### DATASET EXCERPTS
****************

pub mod controllers;
pub mod models;
pub mod services;

pub use models::{CalculationInput, CostReport, CostResult, FeeSchedule, ProviderId};
pub use services::{CostCalculator, EstimateService, FeeResolver};
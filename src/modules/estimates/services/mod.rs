pub mod cost_calculator;
pub mod estimate_service;
pub mod fee_resolver;

pub use cost_calculator::{CostCalculator, PAYOUT_VOLUME_SHARE};
pub use estimate_service::EstimateService;
pub use fee_resolver::{EffectiveFees, FeeResolver, ResolutionContext};
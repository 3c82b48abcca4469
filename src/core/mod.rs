pub mod amount;
pub mod currency;
pub mod error;

pub use amount::{parse_amount, parse_count, RawAmount};
pub use currency::{Currency, ExchangeRates, DKK_TO_EUR_RATE, GBP_TO_EUR_RATE};
pub use error::{AppError, Result};
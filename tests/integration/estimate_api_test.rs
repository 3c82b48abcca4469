// HTTP tests for the estimate endpoints
//
// Builds the application in-process with the production route configuration
// and drives it through actix-web's test utilities.

use actix_web::{test, web, App};
use paycompare::app;
use paycompare::estimates::FeeSchedule;
use paycompare::middleware::RequestId;
use serde_json::{json, Value};

#[path = "../helpers/mod.rs"]
mod helpers;
use helpers::*;

macro_rules! test_app {
    () => {
        test::init_service(
            App::new()
                .wrap(RequestId)
                .app_data(app::estimate_service(FeeSchedule::default()))
                .configure(app::configure)
                .default_service(web::to(app::not_found)),
        )
        .await
    };
}

macro_rules! post_estimate {
    ($app:expr, $payload:expr) => {{
        let req = test::TestRequest::post()
            .uri("/estimates")
            .set_json($payload)
            .to_request();
        test::call_service(&$app, req).await
    }};
}

#[actix_web::test]
async fn test_standard_comparison_in_eur() {
    let app = test_app!();

    let resp = post_estimate!(app, TestDataFactory::merchant_payload("EUR"));
    assert_eq!(resp.status(), 200);
    let body: Value = test::read_body_json(resp).await;

    assert_eq!(body["currency"], "EUR");
    assert_eq!(provider_ids(&body), vec!["reference", "provider-a", "provider-b"]);

    let reference = provider(&body, "reference");
    assert_eq!(reference["name"], "Partner & ComplyPay");
    assert_eq!(reference["monthly_cost_display"], "€6,500.00");
    assert_eq!(reference["annual_cost_display"], "€78,000.00");
    assert!(reference["savings"].is_null());

    let provider_a = provider(&body, "provider-a");
    assert_eq!(provider_a["annual_cost_display"], "€236,880.00");
    assert_eq!(provider_a["savings"]["direction"], "reference_cheaper");
    assert_eq!(
        provider_a["savings"]["label"],
        "Annual savings with Partner & ComplyPay: €158,880.00"
    );

    let provider_b = provider(&body, "provider-b");
    assert_eq!(provider_b["annual_cost_display"], "€201,948.00");
}

#[actix_web::test]
async fn test_custom_comparison() {
    let app = test_app!();

    let resp = post_estimate!(app, TestDataFactory::custom_payload("EUR"));
    assert_eq!(resp.status(), 200);
    let body: Value = test::read_body_json(resp).await;

    assert_eq!(provider_ids(&body), vec!["reference", "custom"]);

    // 18000 + 2500 + 2000 + 100 + 100 per month
    let custom = provider(&body, "custom");
    assert_eq!(custom["name"], "Custom Provider");
    assert_eq!(custom["annual_cost_display"], "€272,400.00");
    assert_eq!(custom["savings"]["amount_display"], "€194,400.00");
    assert_eq!(custom["savings"]["direction"], "reference_cheaper");

    let note = body["note"].as_str().unwrap();
    assert!(note.contains("Custom provider fees are entered directly in EUR"));
}

#[actix_web::test]
async fn test_zero_custom_fees_cost_nothing_for_any_gmv() {
    let app = test_app!();

    for gmv in ["0", "12,345.67", "9,999,999.99"] {
        let resp = post_estimate!(app, TestDataFactory::zero_custom_payload(gmv));
        assert_eq!(resp.status(), 200);
        let body: Value = test::read_body_json(resp).await;

        assert_eq!(provider(&body, "custom")["annual_cost_display"], "€0.00");
    }
}

#[actix_web::test]
async fn test_display_currency_is_applied() {
    let app = test_app!();

    for (currency, symbol) in [("GBP", "£"), ("DKK", "kr")] {
        let resp = post_estimate!(app, TestDataFactory::merchant_payload(currency));
        assert_eq!(resp.status(), 200);
        let body: Value = test::read_body_json(resp).await;

        assert_eq!(body["currency"], currency);
        for view in body["providers"].as_array().unwrap() {
            assert!(view["annual_cost_display"].as_str().unwrap().starts_with(symbol));
        }
    }
}

#[actix_web::test]
async fn test_malformed_numbers_degrade_to_zero() {
    let app = test_app!();

    let resp = post_estimate!(
        app,
        json!({
            "currency": "EUR",
            "gmv": "lots",
            "payins": "many",
            "payouts": "1,000",
            "vendors": -5,
            "payout_frequency": "monthly",
        })
    );
    assert_eq!(resp.status(), 200);
    let body: Value = test::read_body_json(resp).await;

    // only the low-tier platform fee remains
    assert_eq!(provider(&body, "reference")["monthly_cost_display"], "€300.00");
    assert_eq!(provider(&body, "provider-a")["monthly_cost_display"], "€0.00");
}

#[actix_web::test]
async fn test_unknown_frequency_falls_back_to_static_payout_fee() {
    let app = test_app!();

    let mut payload = TestDataFactory::merchant_payload("EUR");
    payload["payout_frequency"] = json!("fortnightly");

    let resp = post_estimate!(app, payload);
    assert_eq!(resp.status(), 200);
    let body: Value = test::read_body_json(resp).await;

    // 5000 + 600 + 0 + 100 + 600
    assert_eq!(provider(&body, "reference")["monthly_cost_display"], "€6,300.00");
}

#[actix_web::test]
async fn test_explicit_provider_list() {
    let app = test_app!();

    let mut payload = TestDataFactory::custom_payload("EUR");
    payload["providers"] = json!(["provider-a", "custom", "provider-a"]);

    let resp = post_estimate!(app, payload);
    assert_eq!(resp.status(), 200);
    let body: Value = test::read_body_json(resp).await;

    assert_eq!(provider_ids(&body), vec!["reference", "provider-a", "custom"]);
}

#[actix_web::test]
async fn test_unknown_selectors_are_rejected() {
    let app = test_app!();

    let mut bad_currency = TestDataFactory::merchant_payload("USD");
    bad_currency["currency"] = json!("USD");
    let mut bad_mode = TestDataFactory::merchant_payload("EUR");
    bad_mode["mode"] = json!("everything");
    let mut bad_provider = TestDataFactory::merchant_payload("EUR");
    bad_provider["providers"] = json!(["paypal"]);

    for payload in [bad_currency, bad_mode, bad_provider] {
        let resp = post_estimate!(app, payload);
        assert_eq!(resp.status(), 400);
        let body: Value = test::read_body_json(resp).await;
        assert_error_body(&body, 400);
    }
}

#[actix_web::test]
async fn test_malformed_body_is_rejected() {
    let app = test_app!();

    let req = test::TestRequest::post()
        .uri("/estimates")
        .insert_header(("content-type", "application/json"))
        .set_payload("{\"currency\": ")
        .to_request();
    let resp = test::call_service(&app, req).await;

    assert_eq!(resp.status(), 400);
    let body: Value = test::read_body_json(resp).await;
    assert_error_body(&body, 400);
}

#[actix_web::test]
async fn test_schedule_endpoint_exposes_constants() {
    let app = test_app!();

    let req = test::TestRequest::get().uri("/estimates/schedule").to_request();
    let body: Value = test::call_and_read_body_json(&app, req).await;

    assert_eq!(body["exchange_rates"]["gbp_to_eur"], "1.18");
    assert_eq!(body["exchange_rates"]["dkk_to_eur"], "0.134");
    assert_eq!(body["schedule"]["provider_a"]["name"], "Stripe");
    assert_eq!(body["schedule"]["provider_b"]["name"], "Mangopay");
    assert_eq!(
        body["schedule"]["reference_platform_tiers"]["low_threshold_eur"],
        "250000"
    );
}

#[actix_web::test]
async fn test_health_and_unknown_route() {
    let app = test_app!();

    let req = test::TestRequest::get().uri("/health").to_request();
    let resp = test::call_service(&app, req).await;
    assert_eq!(resp.status(), 200);
    assert!(resp.headers().contains_key("x-request-id"));
    let body: Value = test::read_body_json(resp).await;
    assert_eq!(body["status"], "healthy");
    assert!(body.get("checks").is_none());

    let req = test::TestRequest::get().uri("/ready").to_request();
    let resp = test::call_service(&app, req).await;
    assert_eq!(resp.status(), 404);

    let req = test::TestRequest::get().uri("/nope").to_request();
    let resp = test::call_service(&app, req).await;
    assert_eq!(resp.status(), 404);
    let body: Value = test::read_body_json(resp).await;
    assert_error_body(&body, 404);
}
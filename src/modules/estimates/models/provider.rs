use rust_decimal::Decimal;
use serde::{Deserialize, Serialize};
use std::fmt;
use std::path::Path;

use crate::core::{AppError, Result};

use super::calculation_input::PayoutFrequency;

/// Providers the calculator knows about
#[derive(Debug, Clone, Copy, PartialEq, Eq, Hash, Serialize, Deserialize)]
#[serde(rename_all = "kebab-case")]
pub enum ProviderId {
    /// The promoted provider every other cost is compared against
    Reference,
    ProviderA,
    ProviderB,
    /// Fees entered by the user, in the display currency
    Custom,
}

impl fmt::Display for ProviderId {
    fn fmt(&self, f: &mut fmt::Formatter<'_>) -> fmt::Result {
        match self {
            ProviderId::Reference => write!(f, "reference"),
            ProviderId::ProviderA => write!(f, "provider-a"),
            ProviderId::ProviderB => write!(f, "provider-b"),
            ProviderId::Custom => write!(f, "custom"),
        }
    }
}

impl std::str::FromStr for ProviderId {
    type Err = String;

    fn from_str(s: &str) -> std::result::Result<Self, Self::Err> {
        match s.trim().to_lowercase().as_str() {
            "reference" => Ok(ProviderId::Reference),
            "provider-a" => Ok(ProviderId::ProviderA),
            "provider-b" => Ok(ProviderId::ProviderB),
            "custom" => Ok(ProviderId::Custom),
            _ => Err(format!("Invalid provider: {}", s)),
        }
    }
}

/// Static fee configuration of one provider.
///
/// `*_eur` fields are EUR base values and get converted to the display
/// currency at resolution time. Percentages are fractions (0.015 = 1.5%) and
/// are never converted.
#[derive(Debug, Clone, PartialEq, Eq, Serialize, Deserialize)]
pub struct ProviderProfile {
    pub id: ProviderId,
    pub name: String,
    pub payin_percentage: Decimal,
    pub payin_fixed_eur: Decimal,
    pub payout_percentage: Decimal,
    pub payout_fixed_eur: Decimal,
    pub wallet_price_eur: Decimal,
    pub platform_fee_eur: Decimal,
}

impl ProviderProfile {
    fn validate(&self, expected: ProviderId) -> Result<()> {
        if self.id != expected {
            return Err(AppError::configuration(format!(
                "Profile in the {} slot is declared as {}",
                expected, self.id
            )));
        }

        for (field, value) in [
            ("payin_percentage", self.payin_percentage),
            ("payout_percentage", self.payout_percentage),
        ] {
            if value < Decimal::ZERO || value > Decimal::ONE {
                return Err(AppError::configuration(format!(
                    "{}.{} must be between 0 and 1, got {}",
                    self.id, field, value
                )));
            }
        }

        for (field, value) in [
            ("payin_fixed_eur", self.payin_fixed_eur),
            ("payout_fixed_eur", self.payout_fixed_eur),
            ("wallet_price_eur", self.wallet_price_eur),
            ("platform_fee_eur", self.platform_fee_eur),
        ] {
            if value < Decimal::ZERO {
                return Err(AppError::configuration(format!(
                    "{}.{} cannot be negative, got {}",
                    self.id, field, value
                )));
            }
        }

        Ok(())
    }
}

/// Reference provider pay-out fixed fee (EUR) per payout frequency
#[derive(Debug, Clone, PartialEq, Eq, Serialize, Deserialize)]
pub struct PayoutFeeTable {
    pub monthly: Decimal,
    pub weekly: Decimal,
    pub daily: Decimal,
}

impl PayoutFeeTable {
    pub fn fee_for(&self, frequency: PayoutFrequency) -> Decimal {
        match frequency {
            PayoutFrequency::Monthly => self.monthly,
            PayoutFrequency::Weekly => self.weekly,
            PayoutFrequency::Daily => self.daily,
        }
    }
}

/// Reference provider platform fee (EUR) as a step function of GMV in EUR.
///
/// `gmv <= low_threshold` is the low tier, `gmv <= high_threshold` the middle
/// tier, anything above the high tier. Boundary values belong to the lower tier.
#[derive(Debug, Clone, PartialEq, Eq, Serialize, Deserialize)]
pub struct PlatformFeeTiers {
    pub low_threshold_eur: Decimal,
    pub high_threshold_eur: Decimal,
    pub low_fee_eur: Decimal,
    pub mid_fee_eur: Decimal,
    pub high_fee_eur: Decimal,
}

impl PlatformFeeTiers {
    pub fn fee_for(&self, gmv_in_eur: Decimal) -> Decimal {
        if gmv_in_eur <= self.low_threshold_eur {
            self.low_fee_eur
        } else if gmv_in_eur <= self.high_threshold_eur {
            self.mid_fee_eur
        } else {
            self.high_fee_eur
        }
    }
}

/// Immutable fee data injected into the resolver
#[derive(Debug, Clone, PartialEq, Eq, Serialize, Deserialize)]
pub struct FeeSchedule {
    pub reference: ProviderProfile,
    pub provider_a: ProviderProfile,
    pub provider_b: ProviderProfile,
    pub reference_payout_fees: PayoutFeeTable,
    pub reference_platform_tiers: PlatformFeeTiers,
    #[serde(default = "default_custom_name")]
    pub custom_name: String,
}

fn default_custom_name() -> String {
    "Custom Provider".to_string()
}

impl Default for FeeSchedule {
    fn default() -> Self {
        Self {
            reference: ProviderProfile {
                id: ProviderId::Reference,
                name: "Partner & ComplyPay".to_string(),
                payin_percentage: Decimal::new(5, 3),
                payin_fixed_eur: Decimal::new(6, 2),
                payout_percentage: Decimal::ZERO,
                payout_fixed_eur: Decimal::ZERO,
                wallet_price_eur: Decimal::ONE,
                platform_fee_eur: Decimal::new(300, 0),
            },
            provider_a: ProviderProfile {
                id: ProviderId::ProviderA,
                name: "Stripe".to_string(),
                payin_percentage: Decimal::new(15, 3),
                payin_fixed_eur: Decimal::new(25, 2),
                payout_percentage: Decimal::new(25, 4),
                payout_fixed_eur: Decimal::new(10, 2),
                wallet_price_eur: Decimal::new(2, 0),
                platform_fee_eur: Decimal::ZERO,
            },
            provider_b: ProviderProfile {
                id: ProviderId::ProviderB,
                name: "Mangopay".to_string(),
                payin_percentage: Decimal::new(14, 3),
                payin_fixed_eur: Decimal::new(25, 2),
                payout_percentage: Decimal::ZERO,
                payout_fixed_eur: Decimal::new(2, 1),
                wallet_price_eur: Decimal::ZERO,
                platform_fee_eur: Decimal::new(249, 0),
            },
            reference_payout_fees: PayoutFeeTable {
                monthly: Decimal::ZERO,
                weekly: Decimal::new(50, 2),
                daily: Decimal::new(100, 2),
            },
            reference_platform_tiers: PlatformFeeTiers {
                low_threshold_eur: Decimal::new(250_000, 0),
                high_threshold_eur: Decimal::new(2_000_000, 0),
                low_fee_eur: Decimal::new(300, 0),
                mid_fee_eur: Decimal::new(600, 0),
                high_fee_eur: Decimal::new(999, 0),
            },
            custom_name: default_custom_name(),
        }
    }
}

impl FeeSchedule {
    /// Static profile for a provider; `None` for the custom provider
    pub fn profile(&self, id: ProviderId) -> Option<&ProviderProfile> {
        match id {
            ProviderId::Reference => Some(&self.reference),
            ProviderId::ProviderA => Some(&self.provider_a),
            ProviderId::ProviderB => Some(&self.provider_b),
            ProviderId::Custom => None,
        }
    }

    pub fn display_name(&self, id: ProviderId) -> &str {
        self.profile(id)
            .map(|profile| profile.name.as_str())
            .unwrap_or(self.custom_name.as_str())
    }

    /// Parse and validate a schedule from YAML text
    pub fn from_yaml_str(yaml: &str) -> Result<Self> {
        let schedule: FeeSchedule = serde_yaml::from_str(yaml)?;
        schedule.validate()?;
        Ok(schedule)
    }

    /// Load a schedule from a YAML file on disk
    pub fn from_yaml_file(path: impl AsRef<Path>) -> Result<Self> {
        let path = path.as_ref();
        let contents = std::fs::read_to_string(path)?;
        let schedule = Self::from_yaml_str(&contents)?;

        tracing::info!(
            path = %path.display(),
            reference = %schedule.reference.name,
            "Loaded fee schedule"
        );

        Ok(schedule)
    }

    pub fn validate(&self) -> Result<()> {
        self.reference.validate(ProviderId::Reference)?;
        self.provider_a.validate(ProviderId::ProviderA)?;
        self.provider_b.validate(ProviderId::ProviderB)?;

        let payout = &self.reference_payout_fees;
        if [payout.monthly, payout.weekly, payout.daily]
            .iter()
            .any(|fee| *fee < Decimal::ZERO)
        {
            return Err(AppError::configuration(
                "Reference payout fees cannot be negative",
            ));
        }

        let tiers = &self.reference_platform_tiers;
        if tiers.low_threshold_eur >= tiers.high_threshold_eur {
            return Err(AppError::configuration(format!(
                "Platform fee low threshold ({}) must be below the high threshold ({})",
                tiers.low_threshold_eur, tiers.high_threshold_eur
            )));
        }

        if [tiers.low_fee_eur, tiers.mid_fee_eur, tiers.high_fee_eur]
            .iter()
            .any(|fee| *fee < Decimal::ZERO)
        {
            return Err(AppError::configuration(
                "Platform fees cannot be negative",
            ));
        }

        Ok(())
    }
}
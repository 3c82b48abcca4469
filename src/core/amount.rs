//! Lenient parsing of user-entered numbers.
//!
//! Every function here is total: anything that does not parse becomes zero.
//! Malformed input means "no value", never an error.

use rust_decimal::prelude::ToPrimitive;
use rust_decimal::Decimal;
use serde::de::{self, Deserializer, Visitor};
use serde::{Deserialize, Serialize, Serializer};
use std::fmt;
use std::str::FromStr;

use super::currency::Currency;

/// Parses a loosely formatted amount such as `"1,234.56"`.
///
/// Thousands-separator commas are removed and the rest is read as a decimal
/// with `.` as the decimal separator. A leading currency symbol is ignored so
/// formatted output parses back to its value. Anything besides digits, `.`
/// and a sign (underscores, exponents) falls back to zero.
pub fn parse_amount(raw: &str) -> Decimal {
    let trimmed = strip_currency_symbol(raw.trim());
    let cleaned: String = trimmed.chars().filter(|c| *c != ',').collect();

    if cleaned.is_empty() || !cleaned.chars().all(is_amount_char) {
        return Decimal::ZERO;
    }

    Decimal::from_str(&cleaned).unwrap_or(Decimal::ZERO)
}

/// Parses a whole, non-negative count. Stricter than [`parse_amount`]:
/// separators, decimals and signs all fall back to zero.
pub fn parse_count(raw: &str) -> u64 {
    raw.trim().parse::<u64>().unwrap_or(0)
}

fn is_amount_char(c: char) -> bool {
    c.is_ascii_digit() || matches!(c, '.' | '-' | '+')
}

fn strip_currency_symbol(raw: &str) -> &str {
    Currency::ALL
        .iter()
        .find_map(|currency| raw.strip_prefix(currency.symbol()))
        .map(str::trim_start)
        .unwrap_or(raw)
}

/// A numeric field as it arrives from a client: either a JSON number or a
/// string the user typed.
#[derive(Debug, Clone, PartialEq, Eq)]
pub enum RawAmount {
    Number(Decimal),
    Text(String),
}

impl RawAmount {
    /// Numbers pass through unchanged; text goes through [`parse_amount`].
    pub fn to_amount(&self) -> Decimal {
        match self {
            RawAmount::Number(value) => *value,
            RawAmount::Text(text) => parse_amount(text),
        }
    }

    /// Same rule for numbers and text: only whole, non-negative values count,
    /// anything else is zero.
    pub fn to_count(&self) -> u64 {
        match self {
            RawAmount::Number(value) if value.fract().is_zero() => value.to_u64().unwrap_or(0),
            RawAmount::Number(_) => 0,
            RawAmount::Text(text) => parse_count(text),
        }
    }
}

impl Default for RawAmount {
    fn default() -> Self {
        RawAmount::Text(String::new())
    }
}

impl From<&str> for RawAmount {
    fn from(value: &str) -> Self {
        RawAmount::Text(value.to_string())
    }
}

impl From<Decimal> for RawAmount {
    fn from(value: Decimal) -> Self {
        RawAmount::Number(value)
    }
}

impl From<u64> for RawAmount {
    fn from(value: u64) -> Self {
        RawAmount::Number(Decimal::from(value))
    }
}

impl Serialize for RawAmount {
    fn serialize<S: Serializer>(&self, serializer: S) -> Result<S::Ok, S::Error> {
        match self {
            RawAmount::Number(value) => serializer.serialize_str(&value.to_string()),
            RawAmount::Text(text) => serializer.serialize_str(text),
        }
    }
}

struct RawAmountVisitor;

impl<'de> Visitor<'de> for RawAmountVisitor {
    type Value = RawAmount;

    fn expecting(&self, f: &mut fmt::Formatter) -> fmt::Result {
        f.write_str("a number or a numeric string")
    }

    fn visit_u64<E: de::Error>(self, value: u64) -> Result<RawAmount, E> {
        Ok(RawAmount::Number(Decimal::from(value)))
    }

    fn visit_i64<E: de::Error>(self, value: i64) -> Result<RawAmount, E> {
        Ok(RawAmount::Number(Decimal::from(value)))
    }

    fn visit_f64<E: de::Error>(self, value: f64) -> Result<RawAmount, E> {
        // Shortest round-trip text keeps 1234.56 as 1234.56 rather than its binary expansion.
        Ok(RawAmount::Number(
            Decimal::from_str(&value.to_string()).unwrap_or(Decimal::ZERO),
        ))
    }

    fn visit_str<E: de::Error>(self, value: &str) -> Result<RawAmount, E> {
        Ok(RawAmount::Text(value.to_string()))
    }

    fn visit_string<E: de::Error>(self, value: String) -> Result<RawAmount, E> {
        Ok(RawAmount::Text(value))
    }

    fn visit_unit<E: de::Error>(self) -> Result<RawAmount, E> {
        Ok(RawAmount::default())
    }
}

impl<'de> Deserialize<'de> for RawAmount {
    fn deserialize<D: Deserializer<'de>>(deserializer: D) -> Result<Self, D::Error> {
        deserializer.deserialize_any(RawAmountVisitor)
    }
}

****************

### WHAT IS NEEDED
The lines to retype, exactly and only, run from the first line of the material through the line with "pub mod amount;".

### RESPONSE BOX
pub mod controllers;
pub mod models;
pub mod services;

pub use models::{CalculationInput, CostReport, CostResult, FeeSchedule, ProviderId};
pub use services::{CostCalculator, EstimateService, FeeResolver};
filename src/modules/estimates/services/mod.rs
pub mod cost_calculator;
pub mod estimate_service;
pub mod fee_resolver;

pub use cost_calculator::{CostCalculator, PAYOUT_VOLUME_SHARE};
pub use estimate_service::EstimateService;
pub use fee_resolver::{EffectiveFees, FeeResolver, ResolutionContext};
repository 3c82b48abcca4469
filename src/core/mod.rs
pub mod amount;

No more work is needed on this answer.